(WORK REQUEST) Check each line below for the word "must" and give the count alone.

Excerpts from a dataset:
====
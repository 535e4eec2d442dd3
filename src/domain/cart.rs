use std::fmt;
use std::str::FromStr;

use bigdecimal::BigDecimal;
use chrono::{DateTime, Utc};
use uuid::Uuid;

use super::errors::DomainError;

pub type CartId = i64;
pub type CartItemId = i64;

/// Opaque per-visitor key. The core never creates or expires it; the
/// transport layer mints one when a visitor arrives without it.
#[derive(Debug, Clone, PartialEq, Eq, Hash)]
pub struct SessionId(String);

impl SessionId {
    pub fn new(value: impl Into<String>) -> Self {
        Self(value.into())
    }

    pub fn generate() -> Self {
        Self(Uuid::new_v4().to_string())
    }

    pub fn as_str(&self) -> &str {
        &self.0
    }
}

impl fmt::Display for SessionId {
    fn fmt(&self, f: &mut fmt::Formatter<'_>) -> fmt::Result {
        f.write_str(&self.0)
    }
}

#[derive(Debug, Clone, Copy, PartialEq, Eq)]
pub enum CartStatus {
    Open,
    Closed,
}

impl CartStatus {
    pub fn as_str(self) -> &'static str {
        match self {
            CartStatus::Open => "open",
            CartStatus::Closed => "closed",
        }
    }
}

impl FromStr for CartStatus {
    type Err = DomainError;

    fn from_str(s: &str) -> Result<Self, Self::Err> {
        match s {
            "open" => Ok(CartStatus::Open),
            "closed" => Ok(CartStatus::Closed),
            other => Err(DomainError::Storage(format!("unknown cart status '{other}'"))),
        }
    }
}

/// Strictly positive item count.
#[derive(Debug, Clone, Copy, PartialEq, Eq)]
pub struct Quantity(i32);

impl Quantity {
    pub fn new(value: i32) -> Result<Self, DomainError> {
        if value <= 0 {
            return Err(DomainError::InvalidQuantity(format!(
                "quantity must be positive, got {value}"
            )));
        }
        Ok(Self(value))
    }

    pub fn get(self) -> i32 {
        self.0
    }
}

impl FromStr for Quantity {
    type Err = DomainError;

    fn from_str(s: &str) -> Result<Self, Self::Err> {
        let value: i32 = s
            .trim()
            .parse()
            .map_err(|_| DomainError::InvalidQuantity("quantity must be a number".to_string()))?;
        Self::new(value)
    }
}

#[derive(Debug, Clone, PartialEq)]
pub struct Cart {
    pub id: CartId,
    pub session_id: SessionId,
    pub status: CartStatus,
    pub total: BigDecimal,
    pub created_at: DateTime<Utc>,
}

#[derive(Debug, Clone)]
pub struct NewCart {
    pub session_id: SessionId,
    pub status: CartStatus,
    pub total: BigDecimal,
}

impl NewCart {
    pub fn open(session_id: SessionId) -> Self {
        Self {
            session_id,
            status: CartStatus::Open,
            total: BigDecimal::from(0),
        }
    }
}

#[derive(Debug, Clone, PartialEq)]
pub struct CartItem {
    pub id: CartItemId,
    pub cart_id: CartId,
    pub product_name: String,
    pub quantity: i32,
    pub price: BigDecimal,
    pub created_at: DateTime<Utc>,
}

impl CartItem {
    /// Folds another addition of the same product into this line. Leaves the
    /// line untouched when the combined quantity would not fit.
    pub fn merge(
        &mut self,
        quantity: Quantity,
        subtotal: &BigDecimal,
    ) -> Result<(), DomainError> {
        self.quantity = self.quantity.checked_add(quantity.get()).ok_or_else(|| {
            DomainError::InvalidQuantity(format!(
                "quantity for {} would exceed {}",
                self.product_name,
                i32::MAX
            ))
        })?;
        self.price += subtotal.clone();
        Ok(())
    }
}

#[derive(Debug, Clone)]
pub struct NewCartItem {
    pub cart_id: CartId,
    pub product_name: String,
    pub quantity: i32,
    pub price: BigDecimal,
}

/// What a caller gets back when listing a cart.
#[derive(Debug, Clone, PartialEq)]
pub struct LineItemView {
    pub id: CartItemId,
    pub quantity: i32,
    pub price: BigDecimal,
    pub product_name: String,
}

impl From<CartItem> for LineItemView {
    fn from(item: CartItem) -> Self {
        Self {
            id: item.id,
            quantity: item.quantity,
            price: item.price,
            product_name: item.product_name,
        }
    }
}

#[derive(Debug, Clone, PartialEq)]
pub struct ProductView {
    pub name: String,
    pub unit_price: BigDecimal,
}
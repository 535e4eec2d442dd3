use actix_web::{web, HttpRequest, HttpResponse};
use serde::{Deserialize, Serialize};
use utoipa::ToSchema;

use crate::application::commands::CartCommands;
use crate::domain::cart::{CartItem, LineItemView, ProductView};
use crate::errors::AppError;

use super::session::Session;

// ── Request / response DTOs ──────────────────────────────────────────────────

#[derive(Debug, Deserialize, ToSchema)]
pub struct AddItemRequest {
    pub product: String,
    /// Positive whole number, sent as text, e.g. "2"
    pub quantity: String,
}

#[derive(Debug, Serialize, Deserialize, ToSchema)]
pub struct LineItemResponse {
    pub id: i64,
    pub product: String,
    pub quantity: i32,
    /// Decimal line price as a string, e.g. "300"
    pub price: String,
}

#[derive(Debug, Serialize, Deserialize, ToSchema)]
pub struct ProductResponse {
    pub name: String,
    pub unit_price: String,
}

#[derive(Debug, Serialize, Deserialize, ToSchema)]
pub struct CartResponse {
    pub items: Vec<LineItemResponse>,
    pub products: Vec<ProductResponse>,
}

impl From<LineItemView> for LineItemResponse {
    fn from(view: LineItemView) -> Self {
        Self {
            id: view.id,
            product: view.product_name,
            quantity: view.quantity,
            price: view.price.to_string(),
        }
    }
}

impl From<CartItem> for LineItemResponse {
    fn from(item: CartItem) -> Self {
        LineItemView::from(item).into()
    }
}

impl From<ProductView> for ProductResponse {
    fn from(product: ProductView) -> Self {
        Self {
            name: product.name,
            unit_price: product.unit_price.to_string(),
        }
    }
}

fn blocking_failed(e: actix_web::error::BlockingError) -> AppError {
    AppError::Internal(e.to_string())
}

// ── Handlers ─────────────────────────────────────────────────────────────────

/// GET /cart
///
/// Returns the visitor's line items (newest first) alongside the product
/// catalogue. A visitor without a cart gets an empty item list.
#[utoipa::path(
    get,
    path = "/cart",
    responses(
        (status = 200, description = "Current cart contents", body = CartResponse),
    ),
    tag = "cart"
)]
pub async fn list_items(
    req: HttpRequest,
    commands: web::Data<dyn CartCommands>,
) -> Result<HttpResponse, AppError> {
    let session = Session::from_request(&req);
    let session_id = session.id.clone();

    let (items, products) =
        web::block(move || (commands.list_items(&session_id), commands.products()))
            .await
            .map_err(blocking_failed)?;

    let body = CartResponse {
        items: items.into_iter().map(LineItemResponse::from).collect(),
        products: products.into_iter().map(ProductResponse::from).collect(),
    };
    Ok(session.attach(HttpResponse::Ok()).json(body))
}

/// POST /cart/items
///
/// Adds a product to the visitor's open cart, creating the cart on first use
/// and merging into an existing line for the same product.
#[utoipa::path(
    post,
    path = "/cart/items",
    request_body = AddItemRequest,
    responses(
        (status = 201, description = "Line item created or merged", body = LineItemResponse),
        (status = 400, description = "Unknown product or invalid quantity"),
        (status = 500, description = "Internal server error"),
    ),
    tag = "cart"
)]
pub async fn add_item(
    req: HttpRequest,
    commands: web::Data<dyn CartCommands>,
    body: web::Json<AddItemRequest>,
) -> Result<HttpResponse, AppError> {
    let session = Session::from_request(&req);
    let session_id = session.id.clone();
    let body = body.into_inner();

    let item = web::block(move || commands.add_item(&session_id, &body.product, &body.quantity))
        .await
        .map_err(blocking_failed)??;

    Ok(session
        .attach(HttpResponse::Created())
        .json(LineItemResponse::from(item)))
}

/// DELETE /cart/items/{id}
///
/// Removes a line from the visitor's open cart. Ids that are unknown or
/// belong to another visitor are silently ignored.
#[utoipa::path(
    delete,
    path = "/cart/items/{id}",
    params(
        ("id" = i64, Path, description = "Cart item id"),
    ),
    responses(
        (status = 204, description = "Item removed (or was not in the cart)"),
        (status = 500, description = "No open cart or internal server error"),
    ),
    tag = "cart"
)]
pub async fn remove_item(
    req: HttpRequest,
    commands: web::Data<dyn CartCommands>,
    path: web::Path<i64>,
) -> Result<HttpResponse, AppError> {
    let session = Session::from_request(&req);
    let session_id = session.id.clone();
    let cart_item_id = path.into_inner();

    web::block(move || commands.remove_item(&session_id, cart_item_id))
        .await
        .map_err(blocking_failed)??;

    Ok(session.attach(HttpResponse::NoContent()).finish())
}

/// GET /products
#[utoipa::path(
    get,
    path = "/products",
    responses(
        (status = 200, description = "Product catalogue", body = [ProductResponse]),
    ),
    tag = "cart"
)]
pub async fn list_products(commands: web::Data<dyn CartCommands>) -> HttpResponse {
    let products: Vec<ProductResponse> = commands
        .products()
        .into_iter()
        .map(ProductResponse::from)
        .collect();
    HttpResponse::Ok().json(products)
}
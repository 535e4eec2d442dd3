//! End-to-end test: real HTTP socket → actix-web → cart service → in-memory
//! repository.
//!
//! Runs without any external infrastructure:
//!
//!   cargo test --test api_test

use std::sync::Arc;
use std::time::Duration;

use cart_service::application::cart_service::CartService;
use cart_service::application::commands::CartCommands;
use cart_service::build_server;
use cart_service::domain::pricing::PriceTable;
use cart_service::infrastructure::memory::InMemoryCartRepository;
use reqwest::header::{COOKIE, SET_COOKIE};
use reqwest::{Client, StatusCode};
use serde_json::{json, Value};

fn free_port() -> u16 {
    std::net::TcpListener::bind("127.0.0.1:0")
        .expect("bind failed")
        .local_addr()
        .expect("addr failed")
        .port()
}

/// Wait until `url` answers at all, retrying every `interval` for up to
/// `timeout` total. Panics if the service never comes up.
async fn wait_for_http(url: &str, timeout: Duration, interval: Duration) {
    let client = Client::new();
    let deadline = tokio::time::Instant::now() + timeout;
    loop {
        if tokio::time::Instant::now() > deadline {
            panic!("cart service did not become ready within {:?}", timeout);
        }
        if client.get(url).send().await.is_ok() {
            return;
        }
        tokio::time::sleep(interval).await;
    }
}

async fn start_server() -> String {
    let port = free_port();
    let commands: Arc<dyn CartCommands> = Arc::new(CartService::new(
        InMemoryCartRepository::new(),
        PriceTable::default(),
    ));
    let server =
        build_server(commands, "127.0.0.1", port, Some(1)).expect("Failed to bind the cart service");
    tokio::spawn(server);

    let app_url = format!("http://127.0.0.1:{}", port);
    wait_for_http(
        &format!("{}/products", app_url),
        Duration::from_secs(10),
        Duration::from_millis(100),
    )
    .await;
    app_url
}

/// Full visitor flow:
///  1. First visit mints a session cookie and shows an empty cart.
///  2. Adding "watch" twice merges into one line with qty 3, price 900.
///  3. A second visitor cannot see or delete the first visitor's line.
///  4. The owner deletes the line and the cart is empty again.
#[tokio::test]
async fn cart_flow_over_http() {
    let app_url = start_server().await;
    let http = Client::new();

    // ── 1. First visit ───────────────────────────────────────────────────────
    let resp = http
        .get(format!("{}/cart", app_url))
        .send()
        .await
        .expect("Failed to GET /cart");
    assert_eq!(resp.status(), StatusCode::OK);

    let set_cookie = resp
        .headers()
        .get(SET_COOKIE)
        .expect("first visit should mint a session cookie")
        .to_str()
        .expect("cookie header is ascii")
        .to_string();
    let session_cookie = set_cookie
        .split(';')
        .next()
        .expect("cookie has a name=value pair")
        .to_string();

    let body: Value = resp.json().await.expect("cart body is json");
    assert_eq!(body["items"].as_array().map(Vec::len), Some(0));

    // ── 2. Add and merge ─────────────────────────────────────────────────────
    for quantity in ["1", "2"] {
        let resp = http
            .post(format!("{}/cart/items", app_url))
            .header(COOKIE, &session_cookie)
            .json(&json!({ "product": "watch", "quantity": quantity }))
            .send()
            .await
            .expect("Failed to POST /cart/items");
        assert_eq!(resp.status(), StatusCode::CREATED);
    }

    let body: Value = http
        .get(format!("{}/cart", app_url))
        .header(COOKIE, &session_cookie)
        .send()
        .await
        .expect("Failed to GET /cart")
        .json()
        .await
        .expect("cart body is json");
    let items = body["items"].as_array().expect("items array");
    assert_eq!(items.len(), 1, "repeated adds merge into one line");
    assert_eq!(items[0]["product"], "watch");
    assert_eq!(items[0]["quantity"], 3);
    assert_eq!(items[0]["price"], "900");
    let item_id = items[0]["id"].as_i64().expect("numeric id");

    // ── 3. Another visitor ───────────────────────────────────────────────────
    let other = "cart_session_id=someone-else";
    let resp = http
        .post(format!("{}/cart/items", app_url))
        .header(COOKIE, other)
        .json(&json!({ "product": "shoe", "quantity": "1" }))
        .send()
        .await
        .expect("Failed to POST /cart/items");
    assert_eq!(resp.status(), StatusCode::CREATED);

    let resp = http
        .delete(format!("{}/cart/items/{}", app_url, item_id))
        .header(COOKIE, other)
        .send()
        .await
        .expect("Failed to DELETE /cart/items");
    assert_eq!(resp.status(), StatusCode::NO_CONTENT);

    let body: Value = http
        .get(format!("{}/cart", app_url))
        .header(COOKIE, &session_cookie)
        .send()
        .await
        .expect("Failed to GET /cart")
        .json()
        .await
        .expect("cart body is json");
    assert_eq!(body["items"].as_array().map(Vec::len), Some(1));

    // ── 4. Owner deletes ─────────────────────────────────────────────────────
    let resp = http
        .delete(format!("{}/cart/items/{}", app_url, item_id))
        .header(COOKIE, &session_cookie)
        .send()
        .await
        .expect("Failed to DELETE /cart/items");
    assert_eq!(resp.status(), StatusCode::NO_CONTENT);

    let body: Value = http
        .get(format!("{}/cart", app_url))
        .header(COOKIE, &session_cookie)
        .send()
        .await
        .expect("Failed to GET /cart")
        .json()
        .await
        .expect("cart body is json");
    assert_eq!(body["items"].as_array().map(Vec::len), Some(0));
}

#[tokio::test]
async fn invalid_quantity_is_rejected_over_http() {
    let app_url = start_server().await;

    let resp = Client::new()
        .post(format!("{}/cart/items", app_url))
        .header(COOKIE, "cart_session_id=visitor")
        .json(&json!({ "product": "shoe", "quantity": "-1" }))
        .send()
        .await
        .expect("Failed to POST /cart/items");

    assert_eq!(resp.status(), StatusCode::BAD_REQUEST);
    let body: Value = resp.json().await.expect("error body is json");
    assert!(body["error"]
        .as_str()
        .is_some_and(|msg| msg.contains("quantity")));
}
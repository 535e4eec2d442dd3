pub mod cart_service;
pub mod commands;
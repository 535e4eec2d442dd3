use bigdecimal::BigDecimal;
use log::{debug, error, info, warn};

use crate::domain::cart::{
    Cart, CartItem, CartItemId, CartStatus, LineItemView, NewCart, NewCartItem, ProductView,
    Quantity, SessionId,
};
use crate::domain::errors::DomainError;
use crate::domain::ports::{CartRepository, CartStore};
use crate::domain::pricing::PriceTable;
use crate::domain::query::{CartFilter, CartItemFilter, Page, SortOrder};

/// Maximum number of line items returned when listing a cart.
pub const MAX_LISTED_ITEMS: i64 = 100;

/// Upper bound on items scanned when recomputing a cart total.
const MAX_ITEMS_PER_CART: i64 = 10_000;

pub struct CartService<R> {
    repo: R,
    prices: PriceTable,
}

impl<R: CartRepository> CartService<R> {
    pub fn new(repo: R, prices: PriceTable) -> Self {
        Self { repo, prices }
    }

    pub fn repository(&self) -> &R {
        &self.repo
    }

    pub fn products(&self) -> Vec<ProductView> {
        self.prices.products()
    }

    /// Newest open cart for the session. More than one open cart breaks the
    /// one-open-cart invariant; if it happens anyway the newest one wins.
    pub fn get_open_cart(&self, session_id: &SessionId) -> Result<Cart, DomainError> {
        find_open_cart(&self.repo, session_id).map_err(DomainError::into_internal)
    }

    pub fn get_or_create_cart(&self, session_id: &SessionId) -> Result<(Cart, bool), DomainError> {
        self.repo
            .transaction(|store| resolve_or_create_cart(store, session_id))
            .map_err(|e| log_storage_failure("get_or_create_cart", session_id, e))
    }

    /// Adds `quantity` units of `product_name`, merging into the existing
    /// line for that product when there is one. Returns the line as stored.
    pub fn add_item_to_cart(
        &self,
        session_id: &SessionId,
        product_name: &str,
        quantity: Quantity,
    ) -> Result<CartItem, DomainError> {
        let subtotal = self
            .prices
            .subtotal(product_name, quantity)
            .ok_or_else(|| DomainError::InvalidProduct(product_name.to_string()))?;

        let item = self
            .repo
            .transaction(|store| {
                let (mut cart, created) = resolve_or_create_cart(store, session_id)?;

                let existing = if created {
                    None
                } else {
                    store
                        .query_cart_items(
                            &CartItemFilter::ByCartAndProduct {
                                cart_id: cart.id,
                                product_name: product_name.to_string(),
                            },
                            SortOrder::NewestFirst,
                            Page::first(1),
                        )?
                        .into_iter()
                        .next()
                };

                let item = match existing {
                    Some(mut item) => {
                        item.merge(quantity, &subtotal)?;
                        store.update_cart_item(&item)?;
                        item
                    }
                    None => store.create_cart_item(NewCartItem {
                        cart_id: cart.id,
                        product_name: product_name.to_string(),
                        quantity: quantity.get(),
                        price: subtotal.clone(),
                    })?,
                };

                cart.total += subtotal.clone();
                store.update_cart(&cart)?;
                Ok(item)
            })
            .map_err(|e| log_storage_failure("add_item_to_cart", session_id, e))?;

        info!(
            "session {}: added {} x {} (line {} now qty {}, price {})",
            session_id,
            quantity.get(),
            product_name,
            item.id,
            item.quantity,
            item.price
        );
        Ok(item)
    }

    /// Removes one line from the session's open cart and recomputes the cart
    /// total. Items that do not exist or belong to another cart are ignored.
    pub fn delete_cart_item(
        &self,
        session_id: &SessionId,
        cart_item_id: CartItemId,
    ) -> Result<(), DomainError> {
        let deleted = self
            .repo
            .transaction(|store| {
                let mut cart = match find_open_cart(store, session_id) {
                    Ok(cart) => cart,
                    Err(DomainError::CartNotFound) => {
                        return Err(DomainError::Internal(format!(
                            "no open cart for session {session_id}"
                        )))
                    }
                    Err(e) => return Err(e),
                };

                let deleted = store.delete_cart_items(&CartItemFilter::ByIdAndCart {
                    id: cart_item_id,
                    cart_id: cart.id,
                })?;
                if deleted == 0 {
                    return Ok(0);
                }

                cart.total = cart_total(store, &cart)?;
                store.update_cart(&cart)?;
                Ok(deleted)
            })
            .map_err(|e| log_storage_failure("delete_cart_item", session_id, e))?;

        if deleted == 0 {
            debug!("session {session_id}: cart item {cart_item_id} not in open cart, nothing deleted");
        } else {
            info!("session {session_id}: removed cart item {cart_item_id}");
        }
        Ok(())
    }

    /// Lists the open cart's lines, newest first. A missing cart or any read
    /// failure yields an empty list.
    pub fn get_cart_items(&self, session_id: &SessionId) -> Vec<LineItemView> {
        let cart = match find_open_cart(&self.repo, session_id) {
            Ok(cart) => cart,
            Err(DomainError::CartNotFound) => return Vec::new(),
            Err(e) => {
                warn!("session {session_id}: listing cart failed, showing empty cart: {e}");
                return Vec::new();
            }
        };

        match self.repo.query_cart_items(
            &CartItemFilter::ByCart { cart_id: cart.id },
            SortOrder::NewestFirst,
            Page::first(MAX_LISTED_ITEMS),
        ) {
            Ok(items) => items.into_iter().map(LineItemView::from).collect(),
            Err(e) => {
                warn!("session {session_id}: listing cart items failed, showing empty cart: {e}");
                Vec::new()
            }
        }
    }
}

fn find_open_cart(store: &dyn CartStore, session_id: &SessionId) -> Result<Cart, DomainError> {
    store
        .query_carts(
            &CartFilter::BySessionAndStatus {
                session_id: session_id.clone(),
                status: CartStatus::Open,
            },
            SortOrder::NewestFirst,
            Page::first(1),
        )?
        .into_iter()
        .next()
        .ok_or(DomainError::CartNotFound)
}

fn resolve_or_create_cart(
    store: &dyn CartStore,
    session_id: &SessionId,
) -> Result<(Cart, bool), DomainError> {
    match find_open_cart(store, session_id) {
        Ok(cart) => Ok((cart, false)),
        Err(DomainError::CartNotFound) => {
            let cart = store.create_cart(NewCart::open(session_id.clone()))?;
            debug!("session {session_id}: opened cart {}", cart.id);
            Ok((cart, true))
        }
        Err(e) => Err(DomainError::Internal(e.to_string())),
    }
}

fn cart_total(store: &dyn CartStore, cart: &Cart) -> Result<BigDecimal, DomainError> {
    let items = store.query_cart_items(
        &CartItemFilter::ByCart { cart_id: cart.id },
        SortOrder::OldestFirst,
        Page::first(MAX_ITEMS_PER_CART),
    )?;
    Ok(items
        .into_iter()
        .fold(BigDecimal::from(0), |total, item| total + item.price))
}

fn log_storage_failure(op: &str, session_id: &SessionId, e: DomainError) -> DomainError {
    let e = e.into_internal();
    if let DomainError::Internal(msg) = &e {
        error!("{op} failed for session {session_id}: {msg}");
    }
    e
}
====
(SOLUTION) 2